### WHAT TO DO
Lines that include the string "None" are the ones to copy from the entries below.

### GIVEN DATA
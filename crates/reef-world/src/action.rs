//! Deferred units of work and the per-kind behaviour table.
//!
//! Every activity either re-arms itself through the scheduler or ends with
//! the entity leaving the world. Anything that removes an entity goes through
//! `WorldModel::remove_entity`, which cancels its pending events.

use crate::entity::Entity;
use crate::images::{ImageSource, CRAB_KEY, FISH_KEY, QUAKE_KEY};
use crate::scheduler::EventScheduler;
use crate::world::WorldModel;
use rand::Rng;
use rand_chacha::ChaCha8Rng;
use reef_core::{BehaviorConfig, EntityId, EntityKind, Error, Result};
use tracing::{debug, error};

pub const FISH_ID_PREFIX: &str = "fish -- ";
pub const CRAB_ID_SUFFIX: &str = " -- crab";

/// Work bound to one entity, fired once by the scheduler
#[derive(Debug, Clone, Copy, PartialEq, Eq)]
pub enum Action {
    /// Advance one animation frame. A `repeat_count` of 0 repeats forever.
    Animation { entity: EntityId, repeat_count: u32 },
    /// Run the entity's kind-specific behaviour
    Activity { entity: EntityId },
}

/// Everything an action may touch besides the scheduler
pub struct ActionContext<'a> {
    pub world: &'a mut WorldModel,
    pub images: &'a dyn ImageSource,
    pub rng: &'a mut ChaCha8Rng,
    pub behavior: &'a BehaviorConfig,
}

impl Action {
    pub fn activity(entity: EntityId) -> Self {
        Action::Activity { entity }
    }

    pub fn animation(entity: EntityId, repeat_count: u32) -> Self {
        Action::Animation {
            entity,
            repeat_count,
        }
    }

    pub fn entity(&self) -> EntityId {
        match self {
            Action::Animation { entity, .. } | Action::Activity { entity } => *entity,
        }
    }

    pub fn execute(self, scheduler: &mut EventScheduler, ctx: &mut ActionContext<'_>) -> Result<()> {
        match self {
            Action::Animation {
                entity,
                repeat_count,
            } => execute_animation(entity, repeat_count, scheduler, ctx),
            Action::Activity { entity } => execute_activity(entity, scheduler, ctx),
        }
    }
}

fn execute_animation(
    id: EntityId,
    repeat_count: u32,
    scheduler: &mut EventScheduler,
    ctx: &mut ActionContext<'_>,
) -> Result<()> {
    let entity = ctx.world.entity_mut(id).ok_or(Error::DanglingEvent(id))?;
    entity.next_image();

    if repeat_count != 1 {
        let period = entity.animation_period();
        scheduler.schedule_event(Action::animation(id, repeat_count.saturating_sub(1)), period);
    }
    Ok(())
}

fn execute_activity(
    id: EntityId,
    scheduler: &mut EventScheduler,
    ctx: &mut ActionContext<'_>,
) -> Result<()> {
    let kind = ctx.world.entity(id).ok_or(Error::DanglingEvent(id))?.kind();

    match kind {
        EntityKind::OctoFull => octo_full_activity(id, scheduler, ctx),
        EntityKind::OctoNotFull => octo_not_full_activity(id, scheduler, ctx),
        EntityKind::Fish => fish_activity(id, scheduler, ctx),
        EntityKind::Crab => crab_activity(id, scheduler, ctx),
        EntityKind::Quake | EntityKind::Atlantis => {
            ctx.world.remove_entity(id, scheduler);
            Ok(())
        }
        EntityKind::Sgrass => sgrass_activity(id, scheduler, ctx),
        EntityKind::Obstacle => {
            error!(%id, %kind, "Activity fired for a kind without behaviour");
            Err(Error::UnsupportedActivity(kind))
        }
    }
}

/// Full octopus: head for the nearest atlantis and unload there.
fn octo_full_activity(
    id: EntityId,
    scheduler: &mut EventScheduler,
    ctx: &mut ActionContext<'_>,
) -> Result<()> {
    let pos = position_of(ctx.world, id)?;

    if let Some(target) = ctx.world.find_nearest(pos, EntityKind::Atlantis) {
        if ctx.world.move_to_full(id, target, scheduler)? {
            if let Some(atlantis) = ctx.world.entity(target) {
                scheduler.schedule_actions(target, atlantis);
            }
            ctx.world.transform_full(id, scheduler)?;
            return Ok(());
        }
    }

    reschedule(id, 1, scheduler, ctx)
}

/// Hungry octopus: chase the nearest fish, eat it, fill up.
fn octo_not_full_activity(
    id: EntityId,
    scheduler: &mut EventScheduler,
    ctx: &mut ActionContext<'_>,
) -> Result<()> {
    let pos = position_of(ctx.world, id)?;

    let transformed = match ctx.world.find_nearest(pos, EntityKind::Fish) {
        Some(target) => {
            ctx.world.move_to_not_full(id, target, scheduler)?
                && ctx.world.transform_not_full(id, scheduler)?
        }
        None => false,
    };

    // A transformed octopus is a new entity with its own schedule.
    if transformed {
        return Ok(());
    }
    reschedule(id, 1, scheduler, ctx)
}

/// Fish: turn into a crab where it swims.
fn fish_activity(
    id: EntityId,
    scheduler: &mut EventScheduler,
    ctx: &mut ActionContext<'_>,
) -> Result<()> {
    let fish = ctx
        .world
        .remove_entity(id, scheduler)
        .ok_or(Error::DanglingEvent(id))?;

    let behavior = ctx.behavior;
    let crab = Entity::crab(
        format!("{}{}", fish.id(), CRAB_ID_SUFFIX),
        fish.position(),
        fish.action_period() / behavior.crab_period_scale,
        ctx.rng
            .gen_range(behavior.crab_animation_min..behavior.crab_animation_max),
        ctx.images.image_list(CRAB_KEY),
    );
    spawn(crab, scheduler, ctx);
    Ok(())
}

/// Sea grass: seed a fish in the first free neighbouring cell.
fn sgrass_activity(
    id: EntityId,
    scheduler: &mut EventScheduler,
    ctx: &mut ActionContext<'_>,
) -> Result<()> {
    let grass = ctx.world.entity(id).ok_or(Error::DanglingEvent(id))?;
    let fish_id = format!("{}{} @{}", FISH_ID_PREFIX, grass.id(), scheduler.now());

    if let Some(open) = ctx.world.find_open_around(grass.position()) {
        let behavior = ctx.behavior;
        let fish = Entity::fish(
            fish_id,
            open,
            ctx.rng
                .gen_range(behavior.fish_corrupt_min..behavior.fish_corrupt_max),
            ctx.images.image_list(FISH_KEY),
        );
        spawn(fish, scheduler, ctx);
    }

    reschedule(id, 1, scheduler, ctx)
}

/// Crab: wreck the nearest sea grass, leaving a quake behind.
fn crab_activity(
    id: EntityId,
    scheduler: &mut EventScheduler,
    ctx: &mut ActionContext<'_>,
) -> Result<()> {
    let pos = position_of(ctx.world, id)?;
    let mut periods = 1;

    if let Some(target) = ctx.world.find_nearest(pos, EntityKind::Sgrass) {
        let target_pos = position_of(ctx.world, target)?;

        if ctx.world.move_to_crab(id, target, scheduler)? {
            let behavior = ctx.behavior;
            let quake = Entity::quake(
                target_pos,
                behavior.quake_action_period,
                behavior.quake_animation_period,
                ctx.images.image_list(QUAKE_KEY),
            );
            spawn(quake, scheduler, ctx);
            // Settle for an extra period after triggering a quake.
            periods = 2;
        }
    }

    reschedule(id, periods, scheduler, ctx)
}

fn position_of(world: &WorldModel, id: EntityId) -> Result<reef_core::Point> {
    world
        .entity(id)
        .map(Entity::position)
        .ok_or(Error::DanglingEvent(id))
}

/// Queue the entity's next activity `periods` action periods from now.
///
/// Entities with a zero action period never re-arm.
fn reschedule(
    id: EntityId,
    periods: u64,
    scheduler: &mut EventScheduler,
    ctx: &ActionContext<'_>,
) -> Result<()> {
    let period = ctx
        .world
        .entity(id)
        .ok_or(Error::DanglingEvent(id))?
        .action_period();
    if period == 0 {
        debug!(%id, "Zero action period, not rescheduling");
        return Ok(());
    }
    scheduler.schedule_event(Action::activity(id), period * periods);
    Ok(())
}

fn spawn(entity: Entity, scheduler: &mut EventScheduler, ctx: &mut ActionContext<'_>) {
    let kind = entity.kind();
    let pos = entity.position();
    match ctx.world.add_entity(entity) {
        Some(new_id) => {
            if let Some(spawned) = ctx.world.entity(new_id) {
                debug!(id = %new_id, entity_id = spawned.id(), %kind, %pos, time = scheduler.now(), "Entity spawned");
                scheduler.schedule_actions(new_id, spawned);
            }
        }
        None => debug!(%kind, %pos, "Spawn skipped, cell unavailable"),
    }
}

### THE ANSWER
        None => false,
        None => debug!(%kind, %pos, "Spawn skipped, cell unavailable"),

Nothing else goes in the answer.